▶ WHAT THE TASK ASKS
Could you count the lines below that include the word "PixelFormat" and give only the number?

▶ DATA FOR THE TASK
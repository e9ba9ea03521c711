//! In-process stand-ins for the driver, allocator, transform units and sinks

#![allow(dead_code)]

use std::collections::VecDeque;
use std::os::fd::RawFd;
use std::sync::atomic::{AtomicBool, AtomicU64, AtomicUsize, Ordering};
use std::sync::{Arc, Condvar, Mutex};
use std::time::{Duration, Instant};

use memmap2::MmapMut;

use hdmirx::buffer::{Allocation, BufferAllocator, BufferHandle, BufferSpec};
use hdmirx::capture::device::{DeviceCaps, DequeuedBuffer, KernelBuffer};
use hdmirx::capture::{CaptureDevice, CropRect, DeviceFormat, ExtInfo, PixelFormat};
use hdmirx::display::{CaptureNotifier, DisplaySink, SourceType};
use hdmirx::encode::{EncodeSink, EncoderFactory, EncoderMeta, RecordFrame, RecordSlots};
use hdmirx::transform::{
    BlitEngine, DeinterlaceContext, DeinterlaceEngine, Image, RangeContext, RangeEngine,
    RangeReport, StageParams,
};
use hdmirx::{Collaborators, Config, Error, Result};

#[derive(Debug, Clone, PartialEq, Eq)]
pub enum Event {
    Show(BufferHandle, SourceType),
    Clear,
    RangeInit,
    Range {
        src: BufferHandle,
        dst: Option<BufferHandle>,
    },
    Deinterlace {
        fields: [BufferHandle; 3],
        outputs: [BufferHandle; 2],
    },
    Notify(u64, BufferHandle),
}

/// Ordered record of everything the pipeline asked the collaborators to do
#[derive(Clone, Default)]
pub struct EventLog(Arc<Mutex<Vec<Event>>>);

impl EventLog {
    pub fn push(&self, event: Event) {
        self.0.lock().unwrap().push(event);
    }

    pub fn snapshot(&self) -> Vec<Event> {
        self.0.lock().unwrap().clone()
    }

    pub fn shows(&self) -> Vec<BufferHandle> {
        self.snapshot()
            .into_iter()
            .filter_map(|e| match e {
                Event::Show(h, SourceType::Capture) => Some(h),
                _ => None,
            })
            .collect()
    }

    pub fn count(&self, f: impl Fn(&Event) -> bool) -> usize {
        self.0.lock().unwrap().iter().filter(|e| f(e)).count()
    }
}

/// Poll `f` until it holds or two seconds pass.
pub fn wait_for(what: &str, f: impl Fn() -> bool) {
    let deadline = Instant::now() + Duration::from_secs(2);
    while !f() {
        assert!(Instant::now() < deadline, "timed out waiting for {what}");
        std::thread::sleep(Duration::from_millis(2));
    }
}

#[derive(Default)]
struct DeviceState {
    /// Indices owned by the driver, in queue order
    queued: VecDeque<u32>,
    /// Frames the "source" has produced but nobody dequeued yet
    pending: usize,
    streaming: bool,
    sequence: u32,
    format: Option<DeviceFormat>,
    crop: CropRect,
    rotation: u32,
    frame_rate: u32,
    ops: Vec<String>,
}

/// A capture node that fills buffers only when the test feeds frames
#[derive(Default)]
pub struct MockDevice {
    state: Mutex<DeviceState>,
    ready: Condvar,
    pub fail_stream_on: AtomicBool,
    pub fail_poll: AtomicBool,
    pub interlaced: AtomicBool,
}

impl MockDevice {
    pub fn new() -> Arc<Self> {
        Arc::new(Self::default())
    }

    fn lock(&self) -> std::sync::MutexGuard<'_, DeviceState> {
        self.state.lock().unwrap()
    }

    /// Make `n` more frames available to dequeue.
    pub fn feed(&self, n: usize) {
        self.lock().pending += n;
        self.ready.notify_all();
    }

    pub fn ops(&self) -> Vec<String> {
        self.lock().ops.clone()
    }

    pub fn queued(&self) -> usize {
        self.lock().queued.len()
    }

    pub fn is_streaming(&self) -> bool {
        self.lock().streaming
    }

    fn default_format(&self) -> DeviceFormat {
        DeviceFormat {
            width: 64,
            height: 32,
            format: PixelFormat::Nv12,
            interlaced: self.interlaced.load(Ordering::Relaxed),
        }
    }
}

impl CaptureDevice for MockDevice {
    fn query_caps(&self) -> Result<DeviceCaps> {
        Ok(DeviceCaps {
            driver: "mock".into(),
            card: "mock hdmi".into(),
            multiplanar: true,
        })
    }

    fn request_buffers(&self, count: u32) -> Result<u32> {
        let mut state = self.lock();
        state.ops.push(format!("reqbufs {count}"));
        if count == 0 {
            state.queued.clear();
        }
        Ok(count)
    }

    fn query_buffer(&self, index: u32) -> Result<KernelBuffer> {
        Ok(KernelBuffer { index, length: 0 })
    }

    fn queue(&self, index: u32, _fd: RawFd, _length: u32) -> Result<()> {
        let mut state = self.lock();
        if state.queued.contains(&index) {
            return Err(Error::InvalidState(format!("buffer {index} queued twice")));
        }
        state.queued.push_back(index);
        drop(state);
        self.ready.notify_all();
        Ok(())
    }

    fn wait_readable(&self, timeout: Duration) -> Result<bool> {
        if self.fail_poll.load(Ordering::Relaxed) {
            return Err(Error::InvalidState("poll failed".into()));
        }
        let timeout = timeout.min(Duration::from_millis(5));
        let state = self.lock();
        let (state, _) = self
            .ready
            .wait_timeout_while(state, timeout, |s| {
                !(s.streaming && s.pending > 0 && !s.queued.is_empty())
            })
            .unwrap();
        Ok(state.streaming && state.pending > 0 && !state.queued.is_empty())
    }

    fn dequeue(&self) -> Result<DequeuedBuffer> {
        let mut state = self.lock();
        if state.pending == 0 {
            return Err(Error::InvalidState("nothing to dequeue".into()));
        }
        let index = state
            .queued
            .pop_front()
            .ok_or_else(|| Error::InvalidState("no queued buffer".into()))?;
        state.pending -= 1;
        state.sequence += 1;
        Ok(DequeuedBuffer {
            index,
            bytes_used: 0,
            sequence: state.sequence,
        })
    }

    fn stream_on(&self) -> Result<()> {
        let mut state = self.lock();
        state.ops.push("streamon".into());
        if self.fail_stream_on.load(Ordering::Relaxed) {
            return Err(Error::InvalidState("stream-on refused".into()));
        }
        state.streaming = true;
        Ok(())
    }

    fn stream_off(&self) -> Result<()> {
        let mut state = self.lock();
        state.ops.push("streamoff".into());
        state.streaming = false;
        Ok(())
    }

    fn enum_formats(&self) -> Result<Vec<PixelFormat>> {
        Ok(vec![PixelFormat::Nv12, PixelFormat::Bgr24])
    }

    fn try_format(&self, format: &DeviceFormat) -> Result<DeviceFormat> {
        Ok(*format)
    }

    fn get_format(&self) -> Result<DeviceFormat> {
        let stored = self.lock().format;
        Ok(stored.unwrap_or_else(|| self.default_format()))
    }

    fn set_format(&self, format: &DeviceFormat) -> Result<DeviceFormat> {
        let applied = DeviceFormat {
            interlaced: self.interlaced.load(Ordering::Relaxed),
            ..*format
        };
        self.lock().format = Some(applied);
        Ok(applied)
    }

    fn get_crop(&self) -> Result<CropRect> {
        Ok(self.lock().crop)
    }

    fn set_crop(&self, rect: CropRect) -> Result<()> {
        self.lock().crop = rect;
        Ok(())
    }

    fn set_frame_rate(&self, fps: u32) -> Result<()> {
        self.lock().frame_rate = fps;
        Ok(())
    }

    fn set_rotation(&self, degrees: u32) -> Result<()> {
        self.lock().rotation = degrees;
        Ok(())
    }

    fn ext_info(&self) -> Result<ExtInfo> {
        Ok(ExtInfo {
            fps: 60,
            ..Default::default()
        })
    }
}

/// Allocator handing out numbered handles with no backing memory
#[derive(Default)]
pub struct MockAllocator {
    next: AtomicU64,
    pub allocated: AtomicUsize,
    pub freed: AtomicUsize,
    pub fail_after: Mutex<Option<usize>>,
}

impl MockAllocator {
    pub fn new() -> Arc<Self> {
        Arc::new(Self::default())
    }
}

impl BufferAllocator for MockAllocator {
    fn allocate(&self, spec: &BufferSpec) -> Result<Allocation> {
        let n = self.allocated.fetch_add(1, Ordering::SeqCst) + 1;
        if self.fail_after.lock().unwrap().is_some_and(|limit| n > limit) {
            self.allocated.fetch_sub(1, Ordering::SeqCst);
            return Err(Error::Allocation("mock heap exhausted".into()));
        }
        Ok(Allocation {
            handle: BufferHandle(self.next.fetch_add(1, Ordering::SeqCst) + 1),
            fd: -1,
            len: spec.byte_len(),
            stride: spec.stride(),
        })
    }

    fn free(&self, _handle: BufferHandle) {
        self.freed.fetch_add(1, Ordering::SeqCst);
    }

    fn import(&self, fd: RawFd, len: usize) -> Result<Allocation> {
        Ok(Allocation {
            handle: BufferHandle(1000 + fd as u64),
            fd,
            len,
            stride: 0,
        })
    }

    fn release_import(&self, _handle: BufferHandle) {}

    fn map(&self, _handle: BufferHandle) -> Result<MmapMut> {
        Err(Error::Allocation("mock buffers are not mappable".into()))
    }

    fn flush_cache(&self, _handle: BufferHandle) -> Result<()> {
        Ok(())
    }
}

pub struct MockRange {
    pub log: EventLog,
    pub inits: AtomicUsize,
}

struct MockRangeContext {
    log: EventLog,
}

impl RangeEngine for MockRange {
    fn init(&self, _params: &StageParams) -> Result<Box<dyn RangeContext>> {
        self.inits.fetch_add(1, Ordering::SeqCst);
        self.log.push(Event::RangeInit);
        Ok(Box::new(MockRangeContext {
            log: self.log.clone(),
        }))
    }
}

impl RangeContext for MockRangeContext {
    fn transform(&mut self, src: &Image, dst: Option<&Image>) -> Result<RangeReport> {
        self.log.push(Event::Range {
            src: src.handle,
            dst: dst.map(|d| d.handle),
        });
        Ok(RangeReport {
            mean_luma: Some(100),
        })
    }
}

pub struct MockDeinterlace {
    pub log: EventLog,
    /// Milliseconds each transform takes after it is logged
    pub delay_ms: Arc<AtomicU64>,
}

struct MockDeinterlaceContext {
    log: EventLog,
    delay_ms: Arc<AtomicU64>,
}

impl DeinterlaceEngine for MockDeinterlace {
    fn init(&self, _params: &StageParams) -> Result<Box<dyn DeinterlaceContext>> {
        Ok(Box::new(MockDeinterlaceContext {
            log: self.log.clone(),
            delay_ms: self.delay_ms.clone(),
        }))
    }
}

impl DeinterlaceContext for MockDeinterlaceContext {
    fn transform(&mut self, fields: [&Image; 3], outputs: [&Image; 2]) -> Result<()> {
        self.log.push(Event::Deinterlace {
            fields: fields.map(|f| f.handle),
            outputs: outputs.map(|o| o.handle),
        });
        let delay = self.delay_ms.load(Ordering::SeqCst);
        if delay > 0 {
            std::thread::sleep(Duration::from_millis(delay));
        }
        Ok(())
    }
}

pub struct MockBlit;

impl BlitEngine for MockBlit {
    fn blit(&self, _src: &Image, _dst: &Image) -> Result<()> {
        Ok(())
    }
}

pub struct MockDisplay {
    pub log: EventLog,
}

impl DisplaySink for MockDisplay {
    fn show(&self, handle: BufferHandle, _ratio: u32, source: SourceType) -> Result<()> {
        self.log.push(Event::Show(handle, source));
        Ok(())
    }

    fn clear_area(&self) -> Result<()> {
        self.log.push(Event::Clear);
        Ok(())
    }

    fn queue_tunnel(&self, handle: BufferHandle) -> Result<()> {
        self.log.push(Event::Show(handle, SourceType::Capture));
        Ok(())
    }

    fn dequeue_tunnel(&self, _timeout: Duration) -> Result<Option<BufferHandle>> {
        Ok(None)
    }
}

pub struct MockNotifier {
    pub log: EventLog,
}

impl CaptureNotifier for MockNotifier {
    fn capture_complete(&self, buffer_id: u64, handle: BufferHandle) {
        self.log.push(Event::Notify(buffer_id, handle));
    }
}

/// Encoder that hands every slot straight back
#[derive(Default)]
pub struct MockEncoder {
    slots: Mutex<Option<RecordSlots>>,
    pub frames: AtomicUsize,
    pub frame_size: AtomicUsize,
    pub stopped: AtomicBool,
}

impl EncodeSink for MockEncoder {
    fn init(&self, _meta: &EncoderMeta, slots: RecordSlots) -> Result<()> {
        *self.slots.lock().unwrap() = Some(slots);
        Ok(())
    }

    fn start(&self) -> Result<()> {
        Ok(())
    }

    fn stop(&self) {
        self.stopped.store(true, Ordering::SeqCst);
    }

    fn send_frame(&self, frame: RecordFrame, _flags: u32) -> bool {
        self.frames.fetch_add(1, Ordering::SeqCst);
        self.frame_size.store(frame.size, Ordering::SeqCst);
        if let Some(slots) = &*self.slots.lock().unwrap() {
            slots.release(frame.index);
        }
        true
    }
}

#[derive(Default)]
pub struct MockEncoderFactory {
    pub last: Mutex<Option<Arc<MockEncoder>>>,
}

impl EncoderFactory for MockEncoderFactory {
    fn create(&self) -> Result<Arc<dyn EncodeSink>> {
        let encoder = Arc::new(MockEncoder::default());
        *self.last.lock().unwrap() = Some(encoder.clone());
        Ok(encoder)
    }
}

/// Everything a scenario needs to drive and observe a pipeline
pub struct Harness {
    pub device: Arc<MockDevice>,
    pub allocator: Arc<MockAllocator>,
    pub encoder: Arc<MockEncoderFactory>,
    pub deinterlace_delay_ms: Arc<AtomicU64>,
    pub log: EventLog,
}

impl Harness {
    pub fn new() -> Self {
        Self {
            device: MockDevice::new(),
            allocator: MockAllocator::new(),
            encoder: Arc::new(MockEncoderFactory::default()),
            deinterlace_delay_ms: Arc::new(AtomicU64::new(0)),
            log: EventLog::default(),
        }
    }

    pub fn collaborators(&self) -> Collaborators {
        Collaborators {
            device: self.device.clone(),
            allocator: self.allocator.clone(),
            display: Arc::new(MockDisplay {
                log: self.log.clone(),
            }),
            notifier: Arc::new(MockNotifier {
                log: self.log.clone(),
            }),
            range: Arc::new(MockRange {
                log: self.log.clone(),
                inits: AtomicUsize::new(0),
            }),
            deinterlace: Arc::new(MockDeinterlace {
                log: self.log.clone(),
                delay_ms: self.deinterlace_delay_ms.clone(),
            }),
            blit: Arc::new(MockBlit),
            encoder: self.encoder.clone(),
        }
    }
}

/// Small, fast-polling configuration for in-process runs
pub fn test_config() -> Config {
    let mut config = Config::default();
    config.capture.width = 64;
    config.capture.height = 32;
    config.capture.buffer_count = 4;
    config.pipeline.dequeue_timeout_ms = 5;
    config.pipeline.idle_poll_us = 200;
    config.pipeline.stride_align = 16;
    config
}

▶ RESULT
4